Task requirements - Please return each record below exactly, with nothing left out.

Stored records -

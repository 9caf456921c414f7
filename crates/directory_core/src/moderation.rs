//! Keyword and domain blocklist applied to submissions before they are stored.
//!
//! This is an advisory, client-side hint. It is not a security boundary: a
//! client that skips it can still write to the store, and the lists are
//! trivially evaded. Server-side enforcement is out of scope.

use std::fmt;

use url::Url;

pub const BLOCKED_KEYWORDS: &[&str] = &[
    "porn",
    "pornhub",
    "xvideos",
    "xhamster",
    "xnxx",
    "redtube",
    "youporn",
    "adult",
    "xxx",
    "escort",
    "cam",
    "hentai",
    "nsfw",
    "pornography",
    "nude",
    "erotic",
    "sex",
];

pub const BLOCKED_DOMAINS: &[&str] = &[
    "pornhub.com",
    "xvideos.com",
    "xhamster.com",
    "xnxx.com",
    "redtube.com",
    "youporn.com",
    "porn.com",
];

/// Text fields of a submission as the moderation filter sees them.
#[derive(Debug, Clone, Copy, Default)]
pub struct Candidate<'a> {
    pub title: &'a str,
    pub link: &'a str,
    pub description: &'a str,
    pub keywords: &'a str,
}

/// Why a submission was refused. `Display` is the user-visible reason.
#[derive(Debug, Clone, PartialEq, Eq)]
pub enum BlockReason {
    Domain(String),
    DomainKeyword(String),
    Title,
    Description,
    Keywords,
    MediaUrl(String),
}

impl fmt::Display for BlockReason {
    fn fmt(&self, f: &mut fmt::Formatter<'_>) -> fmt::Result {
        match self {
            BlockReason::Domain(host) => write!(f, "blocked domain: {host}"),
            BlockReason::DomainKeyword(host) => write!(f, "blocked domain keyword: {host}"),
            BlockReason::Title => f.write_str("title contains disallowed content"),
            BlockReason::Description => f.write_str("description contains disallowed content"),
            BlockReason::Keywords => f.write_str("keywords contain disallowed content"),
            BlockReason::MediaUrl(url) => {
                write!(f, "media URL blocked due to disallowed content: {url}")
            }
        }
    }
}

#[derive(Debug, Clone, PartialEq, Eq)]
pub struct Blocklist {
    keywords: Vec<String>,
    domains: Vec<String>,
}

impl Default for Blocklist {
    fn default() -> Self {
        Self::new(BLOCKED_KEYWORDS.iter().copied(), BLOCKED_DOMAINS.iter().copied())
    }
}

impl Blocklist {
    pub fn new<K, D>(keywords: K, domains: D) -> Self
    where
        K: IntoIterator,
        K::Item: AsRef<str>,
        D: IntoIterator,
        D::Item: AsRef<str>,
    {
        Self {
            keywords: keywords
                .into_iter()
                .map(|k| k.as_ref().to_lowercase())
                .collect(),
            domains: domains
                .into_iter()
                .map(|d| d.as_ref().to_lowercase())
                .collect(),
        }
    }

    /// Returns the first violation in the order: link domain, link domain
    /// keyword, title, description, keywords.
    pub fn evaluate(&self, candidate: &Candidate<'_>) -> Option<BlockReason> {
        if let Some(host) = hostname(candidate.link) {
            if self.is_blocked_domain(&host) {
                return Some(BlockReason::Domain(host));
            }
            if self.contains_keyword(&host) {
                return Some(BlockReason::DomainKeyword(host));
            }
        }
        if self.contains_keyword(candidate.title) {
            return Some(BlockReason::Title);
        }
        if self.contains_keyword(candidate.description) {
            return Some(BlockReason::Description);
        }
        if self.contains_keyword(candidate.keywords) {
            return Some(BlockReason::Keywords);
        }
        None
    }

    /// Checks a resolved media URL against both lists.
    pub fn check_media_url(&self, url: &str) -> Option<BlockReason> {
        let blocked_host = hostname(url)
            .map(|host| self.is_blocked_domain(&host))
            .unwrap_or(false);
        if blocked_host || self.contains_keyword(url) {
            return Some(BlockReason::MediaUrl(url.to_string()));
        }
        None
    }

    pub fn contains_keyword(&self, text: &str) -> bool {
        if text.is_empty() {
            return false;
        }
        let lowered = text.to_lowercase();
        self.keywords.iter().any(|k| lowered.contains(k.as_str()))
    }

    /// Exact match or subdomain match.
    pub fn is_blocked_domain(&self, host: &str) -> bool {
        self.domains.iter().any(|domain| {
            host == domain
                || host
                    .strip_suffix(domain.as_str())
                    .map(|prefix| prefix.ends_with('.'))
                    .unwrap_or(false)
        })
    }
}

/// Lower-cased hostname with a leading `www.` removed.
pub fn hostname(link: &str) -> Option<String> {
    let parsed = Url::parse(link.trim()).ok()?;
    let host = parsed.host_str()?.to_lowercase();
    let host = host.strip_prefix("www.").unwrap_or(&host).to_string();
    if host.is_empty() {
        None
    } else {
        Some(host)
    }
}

Completed exercise -
repository 9caf456921c414f7
filename crates/directory_core/src/moderation.rs
//! Keyword and domain blocklist applied to submissions before they are stored.
//!
//! This is an advisory, client-side hint. It is not a security boundary: a
//! client that skips it can still write to the store, and the lists are
//! trivially evaded. Server-side enforcement is out of scope.

use std::fmt;

use url::Url;

pub const BLOCKED_KEYWORDS: &[&str] = &[
    "porn",
    "pornhub",
    "xvideos",
    "xhamster",
    "xnxx",
    "redtube",
    "youporn",
    "adult",
    "xxx",
    "escort",
    "cam",
    "hentai",
    "nsfw",
    "pornography",
    "nude",
    "erotic",
    "sex",
];

pub const BLOCKED_DOMAINS: &[&str] = &[
    "pornhub.com",
    "xvideos.com",
    "xhamster.com",
    "xnxx.com",
    "redtube.com",
    "youporn.com",
    "porn.com",
];

/// Text fields of a submission as the moderation filter sees them.
#[derive(Debug, Clone, Copy, Default)]
pub struct Candidate<'a> {
    pub title: &'a str,
    pub link: &'a str,
    pub description: &'a str,
    pub keywords: &'a str,
}

/// Why a submission was refused. `Display` is the user-visible reason.
#[derive(Debug, Clone, PartialEq, Eq)]
pub enum BlockReason {
    Domain(String),
    DomainKeyword(String),
    Title,
    Description,
    Keywords,
    MediaUrl(String),
}

impl fmt::Display for BlockReason {
    fn fmt(&self, f: &mut fmt::Formatter<'_>) -> fmt::Result {
        match self {
            BlockReason::Domain(host) => write!(f, "blocked domain: {host}"),
            BlockReason::DomainKeyword(host) => write!(f, "blocked domain keyword: {host}"),
            BlockReason::Title => f.write_str("title contains disallowed content"),
            BlockReason::Description => f.write_str("description contains disallowed content"),
            BlockReason::Keywords => f.write_str("keywords contain disallowed content"),
            BlockReason::MediaUrl(url) => {
                write!(f, "media URL blocked due to disallowed content: {url}")
            }
        }
    }
}

#[derive(Debug, Clone, PartialEq, Eq)]
pub struct Blocklist {
    keywords: Vec<String>,
    domains: Vec<String>,
}

impl Default for Blocklist {
    fn default() -> Self {
        Self::new(BLOCKED_KEYWORDS.iter().copied(), BLOCKED_DOMAINS.iter().copied())
    }
}

impl Blocklist {
    pub fn new<K, D>(keywords: K, domains: D) -> Self
    where
        K: IntoIterator,
        K::Item: AsRef<str>,
        D: IntoIterator,
        D::Item: AsRef<str>,
    {
        Self {
            keywords: keywords
                .into_iter()
                .map(|k| k.as_ref().to_lowercase())
                .collect(),
            domains: domains
                .into_iter()
                .map(|d| d.as_ref().to_lowercase())
                .collect(),
        }
    }

    /// Returns the first violation in the order: link domain, link domain
    /// keyword, title, description, keywords.
    pub fn evaluate(&self, candidate: &Candidate<'_>) -> Option<BlockReason> {
        if let Some(host) = hostname(candidate.link) {
            if self.is_blocked_domain(&host) {
                return Some(BlockReason::Domain(host));
            }
            if self.contains_keyword(&host) {
                return Some(BlockReason::DomainKeyword(host));
            }
        }
        if self.contains_keyword(candidate.title) {
            return Some(BlockReason::Title);
        }
        if self.contains_keyword(candidate.description) {
            return Some(BlockReason::Description);
        }
        if self.contains_keyword(candidate.keywords) {
            return Some(BlockReason::Keywords);
        }
        None
    }

    /// Checks a resolved media URL against both lists.
    pub fn check_media_url(&self, url: &str) -> Option<BlockReason> {
        let blocked_host = hostname(url)
            .map(|host| self.is_blocked_domain(&host))
            .unwrap_or(false);
        if blocked_host || self.contains_keyword(url) {
            return Some(BlockReason::MediaUrl(url.to_string()));
        }
        None
    }

    pub fn contains_keyword(&self, text: &str) -> bool {
        if text.is_empty() {
            return false;
        }
        let lowered = text.to_lowercase();
        self.keywords.iter().any(|k| lowered.contains(k.as_str()))
    }

    /// Exact match or subdomain match.
    pub fn is_blocked_domain(&self, host: &str) -> bool {
        self.domains.iter().any(|domain| {
            host == domain
                || host
                    .strip_suffix(domain.as_str())
                    .map(|prefix| prefix.ends_with('.'))
                    .unwrap_or(false)
        })
    }
}

/// Lower-cased hostname with a leading `www.` removed.
pub fn hostname(link: &str) -> Option<String> {
    let parsed = Url::parse(link.trim()).ok()?;
    let host = parsed.host_str()?.to_lowercase();
    let host = host.strip_prefix("www.").unwrap_or(&host).to_string();
    if host.is_empty() {
        None
    } else {
        Some(host)
    }
}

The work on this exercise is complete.